Author: Simon Tatham
Date: 2022-07-26T09:35:30+01:00
New Revision: 55f1fbf005fef1e4024b2b44db0842f23fc5ea64

URL: https://github.com/llvm/llvm-project/commit/55f1fbf005fef1e4024b2b44db0842f23fc5ea64
DIFF: https://github.com/llvm/llvm-project/commit/55f1fbf005fef1e4024b2b44db0842f23fc5ea64.diff

LOG: [MC,llvm-objdump,ARM] Target-dependent disassembly resync policy.

Currently, when llvm-objdump is disassembling a code section and
encounters a point where no instruction can be decoded, it uses the
same policy on all targets: consume one byte of the section, emit it
as "<unknown>", and try disassembling from the next byte position.

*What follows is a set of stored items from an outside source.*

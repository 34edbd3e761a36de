//! Shared types for the footprint map core.

use std::collections::HashMap;

use geo::MultiPolygon;
use serde::{Deserialize, Serialize};

use crate::scope::ScopeId;

/// Display name given to features whose name property is missing or blank.
pub const PLACEHOLDER_NAME: &str = "Unnamed region";

/// A 2D point in projected or screen coordinates.
#[derive(Debug, Clone, Copy, PartialEq, Serialize, Deserialize)]
pub struct Point {
    /// Horizontal position (grows to the right).
    pub x: f64,
    /// Vertical position (grows downward).
    pub y: f64,
}

impl Point {
    /// Create a new point.
    #[must_use]
    pub const fn new(x: f64, y: f64) -> Self {
        Self { x, y }
    }

    /// Returns `true` if both coordinates are finite.
    #[must_use]
    pub const fn is_finite(self) -> bool {
        self.x.is_finite() && self.y.is_finite()
    }

    /// Euclidean distance to another point.
    #[must_use]
    pub fn distance(self, other: Self) -> f64 {
        let dx = self.x - other.x;
        let dy = self.y - other.y;
        dx.hypot(dy)
    }
}

impl From<geo::Coord<f64>> for Point {
    fn from(c: geo::Coord<f64>) -> Self {
        Self::new(c.x, c.y)
    }
}

impl From<Point> for geo::Coord<f64> {
    fn from(p: Point) -> Self {
        Self { x: p.x, y: p.y }
    }
}

/// Size of a drawing surface in CSS pixels.
#[derive(Debug, Clone, Copy, PartialEq, Serialize, Deserialize)]
pub struct Size {
    /// Width in pixels.
    pub width: f64,
    /// Height in pixels.
    pub height: f64,
}

impl Size {
    /// Create a new size.
    #[must_use]
    pub const fn new(width: f64, height: f64) -> Self {
        Self { width, height }
    }

    /// Returns `true` if either side is zero, negative or not finite.
    #[must_use]
    pub fn is_empty(self) -> bool {
        !(self.width.is_finite() && self.height.is_finite())
            || self.width <= 0.0
            || self.height <= 0.0
    }
}

/// Axis-aligned bounding box.
///
/// [`Bounds::empty`] starts at `(+inf, -inf)` so that folding points into
/// it with [`Bounds::include`] works without a special first case. Bounds
/// that never received a point stay non-finite, which is how callers
/// detect "nothing projected".
#[derive(Debug, Clone, Copy, PartialEq, Serialize, Deserialize)]
pub struct Bounds {
    /// Minimum corner.
    pub min: Point,
    /// Maximum corner.
    pub max: Point,
}

impl Bounds {
    /// Bounds containing nothing.
    #[must_use]
    pub const fn empty() -> Self {
        Self {
            min: Point::new(f64::INFINITY, f64::INFINITY),
            max: Point::new(f64::NEG_INFINITY, f64::NEG_INFINITY),
        }
    }

    /// Create bounds from two corners.
    #[must_use]
    pub const fn new(min: Point, max: Point) -> Self {
        Self { min, max }
    }

    /// Grow the bounds to contain `p`. Non-finite points are ignored.
    pub fn include(&mut self, p: Point) {
        if !p.is_finite() {
            return;
        }
        self.min.x = self.min.x.min(p.x);
        self.min.y = self.min.y.min(p.y);
        self.max.x = self.max.x.max(p.x);
        self.max.y = self.max.y.max(p.y);
    }

    /// Smallest bounds containing both `self` and `other`.
    #[must_use]
    pub fn union(self, other: Self) -> Self {
        Self {
            min: Point::new(self.min.x.min(other.min.x), self.min.y.min(other.min.y)),
            max: Point::new(self.max.x.max(other.max.x), self.max.y.max(other.max.y)),
        }
    }

    /// Returns `true` if all four extents are finite.
    #[must_use]
    pub const fn is_finite(&self) -> bool {
        self.min.is_finite() && self.max.is_finite()
    }

    /// Returns `true` if the bounds are non-finite or have no area.
    #[must_use]
    pub fn is_degenerate(&self) -> bool {
        !self.is_finite() || self.width() <= 0.0 || self.height() <= 0.0
    }

    /// Horizontal extent.
    #[must_use]
    pub fn width(&self) -> f64 {
        self.max.x - self.min.x
    }

    /// Vertical extent.
    #[must_use]
    pub fn height(&self) -> f64 {
        self.max.y - self.min.y
    }

    /// Center point.
    #[must_use]
    pub fn center(&self) -> Point {
        Point::new(
            (self.min.x + self.max.x) / 2.0,
            (self.min.y + self.max.y) / 2.0,
        )
    }

    /// Grow every side by `margin`.
    #[must_use]
    pub fn expand(&self, margin: f64) -> Self {
        Self {
            min: Point::new(self.min.x - margin, self.min.y - margin),
            max: Point::new(self.max.x + margin, self.max.y + margin),
        }
    }

    /// Overlap of `self` and `other`. Disjoint bounds give a degenerate
    /// result.
    #[must_use]
    pub fn intersection(self, other: Self) -> Self {
        Self {
            min: Point::new(self.min.x.max(other.min.x), self.min.y.max(other.min.y)),
            max: Point::new(self.max.x.min(other.max.x), self.max.y.min(other.max.y)),
        }
    }

    /// Returns `true` if `p` lies inside or on the edge of the bounds.
    #[must_use]
    pub fn contains(&self, p: Point) -> bool {
        p.x >= self.min.x && p.x <= self.max.x && p.y >= self.min.y && p.y <= self.max.y
    }
}

impl Default for Bounds {
    fn default() -> Self {
        Self::empty()
    }
}

/// One selectable named geographic area.
///
/// Immutable once loaded; owned by its scope's [`RegionCollection`].
#[derive(Debug, Clone, PartialEq)]
pub struct Region {
    /// Display name, unique within the owning collection.
    pub name: String,
    /// Boundary in geographic coordinates (x = longitude, y = latitude).
    pub geometry: MultiPolygon<f64>,
    /// Descriptive attributes copied from the source feature.
    pub properties: serde_json::Map<String, serde_json::Value>,
}

/// The regions of one scope, with display names guaranteed unique.
#[derive(Debug, Clone, PartialEq)]
pub struct RegionCollection {
    scope: ScopeId,
    regions: Vec<Region>,
}

impl RegionCollection {
    /// Build a collection, repairing names so they are non-blank and unique.
    ///
    /// Blank names become [`PLACEHOLDER_NAME`]. The second and later
    /// occurrences of a name get a ` (2)`, ` (3)`, ... suffix. Merging
    /// geometries that share a name is left to the data provider.
    #[must_use]
    pub fn new(scope: ScopeId, regions: Vec<Region>) -> Self {
        let mut seen: HashMap<String, usize> = HashMap::with_capacity(regions.len());
        let mut unique = Vec::with_capacity(regions.len());

        for mut region in regions {
            let trimmed = region.name.trim();
            let base = if trimmed.is_empty() {
                PLACEHOLDER_NAME.to_owned()
            } else {
                trimmed.to_owned()
            };

            let mut name = base.clone();
            let mut n = seen.get(&base).copied().unwrap_or(0);
            while seen.contains_key(&name) {
                n += 1;
                name = format!("{base} ({n})");
            }
            if name != base {
                tracing::warn!(%scope, original = %base, renamed = %name, "duplicate region name");
            }
            seen.insert(base, n.max(1));
            seen.entry(name.clone()).or_insert(1);

            region.name = name;
            unique.push(region);
        }

        Self {
            scope,
            regions: unique,
        }
    }

    /// A collection with no regions (used for failed loads).
    #[must_use]
    pub const fn empty(scope: ScopeId) -> Self {
        Self {
            scope,
            regions: Vec::new(),
        }
    }

    /// Scope these regions belong to.
    #[must_use]
    pub const fn scope(&self) -> ScopeId {
        self.scope
    }

    /// All regions in source order.
    #[must_use]
    pub fn regions(&self) -> &[Region] {
        &self.regions
    }

    /// Number of regions.
    #[must_use]
    pub const fn len(&self) -> usize {
        self.regions.len()
    }

    /// Returns `true` if the collection has no regions.
    #[must_use]
    pub const fn is_empty(&self) -> bool {
        self.regions.is_empty()
    }

    /// Look up a region by display name.
    #[must_use]
    pub fn get(&self, name: &str) -> Option<&Region> {
        self.regions.iter().find(|r| r.name == name)
    }

    /// Iterate display names in source order.
    pub fn names(&self) -> impl Iterator<Item = &str> {
        self.regions.iter().map(|r| r.name.as_str())
    }
}

/// Errors that can occur while loading a scope's boundary document.
#[derive(Debug, Clone, PartialEq, Eq, thiserror::Error)]
pub enum LoadError {
    /// The request could not be sent or the connection failed.
    #[error("network error: {0}")]
    Network(String),

    /// The server answered with a non-success status.
    #[error("server responded with HTTP {status}")]
    Http {
        /// HTTP status code.
        status: u16,
    },

    /// The body was not valid JSON.
    #[error("malformed boundary document: {0}")]
    Json(String),

    /// Valid JSON, but not a document shape we understand.
    #[error("unsupported boundary document: {0}")]
    Format(String),

    /// A TopoJSON topology lacks the object this scope reads.
    #[error("boundary document has no object named {0:?}")]
    MissingObject(String),
}

impl From<serde_json::Error> for LoadError {
    fn from(err: serde_json::Error) -> Self {
        Self::Json(err.to_string())
    }
}

#[cfg(test)]
mod tests {
    use super::*;

    fn region(name: &str) -> Region {
        Region {
            name: name.to_owned(),
            geometry: MultiPolygon::new(vec![]),
            properties: serde_json::Map::new(),
        }
    }

    #[test]
    fn empty_bounds_are_not_finite() {
        let b = Bounds::empty();
        assert!(!b.is_finite());
        assert!(b.is_degenerate());
    }

    #[test]
    fn include_ignores_non_finite_points() {
        let mut b = Bounds::empty();
        b.include(Point::new(f64::NAN, 1.0));
        b.include(Point::new(f64::INFINITY, 1.0));
        assert!(!b.is_finite());
        b.include(Point::new(1.0, 2.0));
        b.include(Point::new(3.0, -1.0));
        assert_eq!(b, Bounds::new(Point::new(1.0, -1.0), Point::new(3.0, 2.0)));
    }

    #[test]
    fn intersection_keeps_the_overlap() {
        let a = Bounds::new(Point::new(-50.0, -20.0), Point::new(150.0, 80.0));
        let b = Bounds::new(Point::new(0.0, 0.0), Point::new(100.0, 60.0));
        assert_eq!(a.intersection(b), b);

        let c = Bounds::new(Point::new(200.0, 0.0), Point::new(300.0, 60.0));
        assert!(b.intersection(c).is_degenerate());
    }

    #[test]
    fn single_point_bounds_are_degenerate() {
        let mut b = Bounds::empty();
        b.include(Point::new(5.0, 5.0));
        assert!(b.is_finite());
        assert!(b.is_degenerate());
    }

    #[test]
    fn zero_size_is_empty() {
        assert!(Size::new(0.0, 100.0).is_empty());
        assert!(Size::new(100.0, f64::NAN).is_empty());
        assert!(!Size::new(1.0, 1.0).is_empty());
    }

    #[test]
    fn blank_names_get_placeholder() {
        let c = RegionCollection::new(ScopeId::World, vec![region("  "), region("")]);
        let names: Vec<&str> = c.names().collect();
        assert_eq!(names, vec![PLACEHOLDER_NAME, "Unnamed region (2)"]);
    }

    #[test]
    fn duplicate_names_are_suffixed() {
        let c = RegionCollection::new(
            ScopeId::World,
            vec![region("Georgia"), region("Georgia"), region("Georgia (2)"), region("Georgia")],
        );
        let names: Vec<&str> = c.names().collect();
        let unique: std::collections::HashSet<&str> = names.iter().copied().collect();
        assert_eq!(unique.len(), names.len(), "names must be unique: {names:?}");
        assert_eq!(names[0], "Georgia");
        assert_eq!(names[1], "Georgia (2)");
    }

    #[test]
    fn names_are_trimmed() {
        let c = RegionCollection::new(ScopeId::World, vec![region("  France ")]);
        assert!(c.get("France").is_some());
    }
}
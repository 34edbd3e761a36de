//! PNG export.
//!
//! Shapes are rasterised with [`tiny_skia`] into a pixmap cropped tightly
//! to the transformed content (clipped to the viewport when one is
//! given) plus a padding margin, at a fixed
//! supersampling factor. The pixmap is converted from premultiplied to
//! straight alpha and encoded with the `image` crate's PNG encoder.
//!
//! Labels are not drawn: tiny-skia has no text rendering. Use the SVG
//! export when labels are wanted in the file.

use image::{ImageEncoder, Rgba, RgbaImage};
use tiny_skia::{FillRule, LineJoin, Paint, PathBuilder, Pixmap, Stroke, Transform};

use footprint_core::{MapConfig, MapScene, SelectionStore, Shape, Size, ViewTransform};

use crate::colors::{MapColors, Rgb};
use crate::crop::ExportFrame;

/// Largest width or height, in pixels, a PNG export may have.
pub const MAX_DIMENSION: u32 = 16_384;

/// Errors that can occur while producing a PNG.
#[derive(Debug, thiserror::Error)]
pub enum ExportError {
    /// Nothing was rendered, so there is nothing to crop to.
    #[error("the map has no rendered shapes to export")]
    EmptyScene,

    /// The output canvas could not be allocated.
    #[error("cannot allocate a {width}x{height} canvas")]
    Canvas {
        /// Requested width in pixels.
        width: u32,
        /// Requested height in pixels.
        height: u32,
    },

    /// PNG encoding failed.
    #[error("PNG encoding failed: {0}")]
    PngEncode(String),
}

impl From<image::ImageError> for ExportError {
    fn from(err: image::ImageError) -> Self {
        Self::PngEncode(err.to_string())
    }
}

/// Parameters for [`render_png`].
#[derive(Debug, Clone, Copy, PartialEq)]
pub struct RasterOptions {
    /// Output pixels per screen pixel.
    pub supersample: f64,
    /// Margin around the content, in screen pixels.
    pub padding: f64,
    /// On-screen map size. When set, only content inside it is exported.
    pub viewport: Option<Size>,
    /// Outline width, in screen pixels.
    pub stroke_width: f64,
    /// Palette.
    pub colors: MapColors,
}

impl Default for RasterOptions {
    fn default() -> Self {
        Self::from_config(&MapConfig::default(), MapColors::default())
    }
}

impl RasterOptions {
    /// Options using the export settings from `config`.
    #[must_use]
    pub const fn from_config(config: &MapConfig, colors: MapColors) -> Self {
        Self {
            supersample: config.export_supersample,
            padding: config.export_padding,
            viewport: None,
            stroke_width: 0.5,
            colors,
        }
    }
}

/// Rasterise `scene` as it appears under `transform` into a straight-alpha
/// RGBA image.
///
/// # Errors
///
/// Returns [`ExportError::EmptyScene`] if nothing would be drawn and
/// [`ExportError::Canvas`] if the output size is zero or exceeds
/// [`MAX_DIMENSION`].
pub fn rasterize(
    scene: &MapScene,
    selection: &SelectionStore,
    transform: &ViewTransform,
    options: &RasterOptions,
) -> Result<RgbaImage, ExportError> {
    let frame = ExportFrame::around(scene, transform, options.padding, options.viewport)
        .ok_or(ExportError::EmptyScene)?;
    let factor = if options.supersample.is_finite() && options.supersample > 0.0 {
        options.supersample
    } else {
        1.0
    };
    let width = output_dimension(frame.width * factor);
    let height = output_dimension(frame.height * factor);
    if width == 0 || height == 0 || width > MAX_DIMENSION || height > MAX_DIMENSION {
        return Err(ExportError::Canvas { width, height });
    }
    let mut pixmap = Pixmap::new(width, height).ok_or(ExportError::Canvas { width, height })?;

    if let Some([r, g, b]) = options.colors.background {
        pixmap.fill(tiny_skia::Color::from_rgba8(r, g, b, 255));
    }

    #[allow(clippy::cast_possible_truncation)]
    let stroke_width = (options.stroke_width * factor).max(0.0) as f32;
    let stroke = Stroke {
        width: stroke_width,
        line_join: LineJoin::Round,
        ..Stroke::default()
    };
    let border = paint(options.colors.border);
    let mut drawn = 0usize;
    for shape in scene.shapes() {
        let Some(path) = shape_path(shape, transform, &frame, factor) else {
            continue;
        };
        let fill = if selection.contains(&shape.name) {
            options.colors.visited
        } else {
            options.colors.land
        };
        pixmap.fill_path(&path, &paint(fill), FillRule::EvenOdd, Transform::identity(), None);
        if stroke.width > 0.0 {
            pixmap.stroke_path(&path, &border, &stroke, Transform::identity(), None);
        }
        drawn += 1;
    }
    tracing::debug!(width, height, shapes = drawn, "rasterised map");

    Ok(unpremultiply(&pixmap))
}

/// Render `scene` to PNG bytes.
///
/// # Errors
///
/// Returns the errors of [`rasterize`], plus [`ExportError::PngEncode`]
/// if encoding fails.
pub fn render_png(
    scene: &MapScene,
    selection: &SelectionStore,
    transform: &ViewTransform,
    options: &RasterOptions,
) -> Result<Vec<u8>, ExportError> {
    let img = rasterize(scene, selection, transform, options)?;
    let mut png_bytes = Vec::new();
    let encoder = image::codecs::png::PngEncoder::new(&mut png_bytes);
    encoder.write_image(
        img.as_raw(),
        img.width(),
        img.height(),
        image::ExtendedColorType::Rgba8,
    )?;
    tracing::info!(bytes = png_bytes.len(), "encoded PNG export");
    Ok(png_bytes)
}

#[allow(
    clippy::cast_possible_truncation,
    clippy::cast_sign_loss,
    clippy::cast_precision_loss
)]
fn output_dimension(extent: f64) -> u32 {
    if !extent.is_finite() || extent <= 0.0 {
        return 0;
    }
    let px = extent.ceil();
    if px > f64::from(u32::MAX) {
        u32::MAX
    } else {
        px as u32
    }
}

fn paint(rgb: Rgb) -> Paint<'static> {
    let mut paint = Paint::default();
    paint.set_color_rgba8(rgb[0], rgb[1], rgb[2], 255);
    paint.anti_alias = true;
    paint
}

/// Build a tiny-skia path for one shape in output pixel space.
#[allow(clippy::cast_possible_truncation)]
fn shape_path(
    shape: &Shape,
    transform: &ViewTransform,
    frame: &ExportFrame,
    factor: f64,
) -> Option<tiny_skia::Path> {
    let mut pb = PathBuilder::new();
    for polygon in &shape.geometry {
        for ring in std::iter::once(polygon.exterior()).chain(polygon.interiors()) {
            let mut coords = ring.coords().map(|c| {
                let screen = transform.apply(footprint_core::Point::new(c.x, c.y));
                let p = frame.to_output(screen, factor);
                (p.x as f32, p.y as f32)
            });
            let Some((x, y)) = coords.next() else {
                continue;
            };
            pb.move_to(x, y);
            for (x, y) in coords {
                pb.line_to(x, y);
            }
            pb.close();
        }
    }
    pb.finish()
}

/// Convert a premultiplied pixmap to a straight-alpha image.
#[allow(clippy::cast_possible_truncation)]
fn unpremultiply(pixmap: &Pixmap) -> RgbaImage {
    let data = pixmap.data();
    let mut img = RgbaImage::new(pixmap.width(), pixmap.height());
    for (pixel, px) in img.pixels_mut().zip(data.chunks_exact(4)) {
        let a = px[3];
        *pixel = if a == 0 {
            Rgba([0, 0, 0, 0])
        } else {
            let un = |c: u8| (u16::from(c) * 255 / u16::from(a)) as u8;
            Rgba([un(px[0]), un(px[1]), un(px[2]), a])
        };
    }
    img
}

#[cfg(test)]
#[allow(clippy::unwrap_used)]
mod tests {
    use super::*;

    #[test]
    fn output_dimension_rounds_up() {
        assert_eq!(output_dimension(10.2), 11);
        assert_eq!(output_dimension(0.0), 0);
        assert_eq!(output_dimension(f64::NAN), 0);
        assert_eq!(output_dimension(-3.0), 0);
    }

    #[test]
    fn unpremultiply_restores_straight_alpha() {
        let mut pixmap = Pixmap::new(1, 1).unwrap();
        pixmap.fill(tiny_skia::Color::from_rgba8(200, 100, 0, 128));
        let img = unpremultiply(&pixmap);
        let Rgba([r, g, b, a]) = *img.get_pixel(0, 0);
        assert_eq!(a, 128);
        assert!(r.abs_diff(200) <= 2 && g.abs_diff(100) <= 2 && b == 0);
    }

    #[test]
    fn options_follow_config() {
        let config = MapConfig {
            export_supersample: 3.0,
            export_padding: 4.0,
            ..MapConfig::default()
        };
        let options = RasterOptions::from_config(&config, MapColors::default());
        assert!((options.supersample - 3.0).abs() < f64::EPSILON);
        assert!((options.padding - 4.0).abs() < f64::EPSILON);
    }
}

On an architecture where instructions are always 4 bytes long and
4-byte aligned, this makes no sense at all. If a 4-byte word cannot be
decoded as an instruction, then the next place that a valid
instruction could //possibly// be found is 4 bytes further on.
Disassembling from a misaligned address can't possibly produce
anything that the code generator intended, or that the CPU would even
attempt to execute.

This patch introduces a new MCDisassembler virtual method called
`suggestBytesToSkip`, which allows each target to choose its own
resynchronization policy. For Arm (as opposed to Thumb) and AArch64,
I've filled in the new method to return a fixed width of 4.

Thumb is a more interesting case, because the criterion for
identifying 2-byte and 4-byte instruction encodings is very simple,
and doesn't require the particular instruction to be recognized. So
`suggestBytesToSkip` is also passed an ArrayRef of the bytes in
question, so that it can take that into account. The new test case
shows Thumb disassembly skipping over two unrecognized instructions,
and identifying one as 2-byte and one as 4-byte.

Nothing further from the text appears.